Alle drei Schulen hatten eine eigene Schulleitung, sind aber mittlerweile Zweigstellen der Schule Bönebüttel beziehungsweise Wankendorf. Damit der Unterricht weiterhin vor Ort bleibt, haben die Schulen mehr als die volle Unterstützung ihrer Gemeinden. Die kommen für den Unterhalt der Schulen auf, zahlen zum Beispiel eine zweite pädagogische Kraft für die Betreute Grundschule oder den Einbau einer Küche oder einer Feuertreppe.

„Dem Land entstehen dafür keine Kosten“, sagt Bönebüttels Schulleiterin Andrea Jordt.
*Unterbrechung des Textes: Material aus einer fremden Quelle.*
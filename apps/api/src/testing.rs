//! In-memory stand-ins for the Postgres-backed stores, used by unit and router tests.

use std::collections::HashMap;
use std::sync::{Arc, Mutex};

use async_trait::async_trait;
use uuid::Uuid;

use crate::config::Config;
use crate::errors::AppError;
use crate::resume::store::{ResumeStore, StoredResume};
use crate::state::AppState;
use crate::templates::catalog::{Template, TemplateCatalog, TemplateCategory};

#[derive(Default)]
pub struct InMemoryResumeStore {
    resumes: Mutex<HashMap<Uuid, StoredResume>>,
}

impl InMemoryResumeStore {
    pub fn with(resumes: impl IntoIterator<Item = StoredResume>) -> Self {
        Self {
            resumes: Mutex::new(resumes.into_iter().map(|r| (r.id, r)).collect()),
        }
    }

    pub fn is_empty(&self) -> bool {
        self.resumes.lock().unwrap().is_empty()
    }
}

#[async_trait]
impl ResumeStore for InMemoryResumeStore {
    async fn load_resume(&self, id: Uuid) -> Result<Option<StoredResume>, AppError> {
        Ok(self.resumes.lock().unwrap().get(&id).cloned())
    }

    async fn save_resume(&self, resume: &StoredResume) -> Result<(), AppError> {
        let mut resumes = self.resumes.lock().unwrap();
        if let Some(existing) = resumes.get(&resume.id) {
            if existing.user_id != resume.user_id {
                return Err(AppError::NotFound(format!("Resume {} not found", resume.id)));
            }
        }
        resumes.insert(resume.id, resume.clone());
        Ok(())
    }
}

/// A backend that is down: every load and save fails.
pub struct FailingResumeStore;

#[async_trait]
impl ResumeStore for FailingResumeStore {
    async fn load_resume(&self, id: Uuid) -> Result<Option<StoredResume>, AppError> {
        Err(AppError::Storage(format!("load of resume {id} failed: connection refused")))
    }

    async fn save_resume(&self, resume: &StoredResume) -> Result<(), AppError> {
        Err(AppError::Storage(format!("save of resume {} failed: connection reset", resume.id)))
    }
}

pub struct InMemoryTemplateCatalog {
    templates: Vec<Template>,
}

impl Default for InMemoryTemplateCatalog {
    fn default() -> Self {
        Self {
            templates: vec![
                sample_template(),
                template("classic-01", "Classic", TemplateCategory::Classic, false),
                template("exec-01", "Boardroom", TemplateCategory::Executive, true),
            ],
        }
    }
}

#[async_trait]
impl TemplateCatalog for InMemoryTemplateCatalog {
    async fn list_templates(
        &self,
        category: Option<TemplateCategory>,
    ) -> Result<Vec<Template>, AppError> {
        Ok(self
            .templates
            .iter()
            .filter(|t| category.map_or(true, |c| t.category == c))
            .cloned()
            .collect())
    }

    async fn get_template(&self, id: &str) -> Result<Option<Template>, AppError> {
        Ok(self.templates.iter().find(|t| t.id == id).cloned())
    }
}

pub fn sample_template() -> Template {
    template("modern-01", "Modern", TemplateCategory::Modern, false)
}

fn template(id: &str, name: &str, category: TemplateCategory, is_premium: bool) -> Template {
    Template {
        id: id.to_string(),
        name: name.to_string(),
        category,
        description: format!("{name} template"),
        is_premium,
    }
}

pub fn test_config() -> Config {
    Config {
        database_url: "postgres://localhost/resume_test".to_string(),
        port: 0,
        rust_log: "debug".to_string(),
        db_max_connections: 1,
        default_template_id: "modern-01".to_string(),
    }
}

/// App state over in-memory stores. The store is returned so tests can inspect it.
pub fn test_state(resumes: impl IntoIterator<Item = StoredResume>) -> (AppState, Arc<InMemoryResumeStore>) {
    let store = Arc::new(InMemoryResumeStore::with(resumes));
    let state = AppState {
        config: test_config(),
        resumes: store.clone(),
        templates: Arc::new(InMemoryTemplateCatalog::default()),
    };
    (state, store)
}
Doris Imbusch aus Hüttenwohld geht noch weiter: Ohne die kleinen Schulen würde es für das Land teurer. „Wir haben Kinder, die einen Schulbegleiter brauchen. Das können in unserem kleinen Rahmen die Lehrer und die Gruppe regulieren.“ Außerdem haben Doris Imbusch und Andreas Senkler ausgerechnet, dass ihre kleine Schule pro Kind günstiger ist, als es an größeren Schulen der Fall ist. Auch die Schipphorster Lehrer wissen: „Man kann die Kinder in einer kleinen Schule ganz anderes betreuen und auffangen“, sagt Susanne Pohland. Ihr Kollege Jan-Felix Reschke betont den sozialen Vorteil: „Hier gibt es kein Mobbing – auch nicht bei Kindern mit Förderbedarf.“

Die Schulen in Großharrie, Hüttenwohld und Schipphorst liegen mit 33, 44 und 34 Schülern im grünen Bereich. Wie Thomas Schunck, Pressesprecher des Ministeriums für Schule und Berufsbildung, bestätigte, wird die Mindestgrößenverordnung zurzeit novelliert. In der Neufassung soll die Mindestgröße für die Mini-Schulen 27 Schüler betragen. „De facto wird aber schon jetzt so verfahren“, erklärte Schunck in Kiel.

Die Zwergschulen im Umland von Neumünster

Schule Großharrie:

Dorfstraße 39 in Großharrie

2017: 33 Schüler

seit 2009 Zweigstelle der  Grundschule Bönebüttel

2 jahrgangsübergreifende Klassen

Lehrer: Bettina Schuster und Anne Clausen

Schule Hüttenwohld:

Ziegelhofer Weg 6 in  Schillsdorf

2017:  44 Schüler

seit 2010 Zweigstelle der Schule Wankendorf

2 jahrgangsübergreifende Klassen

Lehrer: Doris Imbusch und Andreas Senkler

Schule Schipphorst:

Schipphorster Weg  4 in  Rendswühren

2017:  34 Schüler

seit 2010 Zweigstelle der Schule Wankendorf

2 jahrgangsübergreifende Klassen

Lehrer:  Jan-Felix Reschke und Susanne Pohland

Alle drei Schulen setzen den Lehrplan um.  Sie bieten eine Betreuung  bis zum Nachmittag, die kostenlos ist, und ein Mittagessen, das bezahlt werden muss.  In Großharrie und Hüttenwohld   ist zudem der Schwimmunterricht von der 1. bis zur 4. Klasse,  in Schipphorst in der 3. und 4. Klasse fester Bestandteil. Außerdem  gibt es an allen drei Schulen Arbeitsgemeinschaften.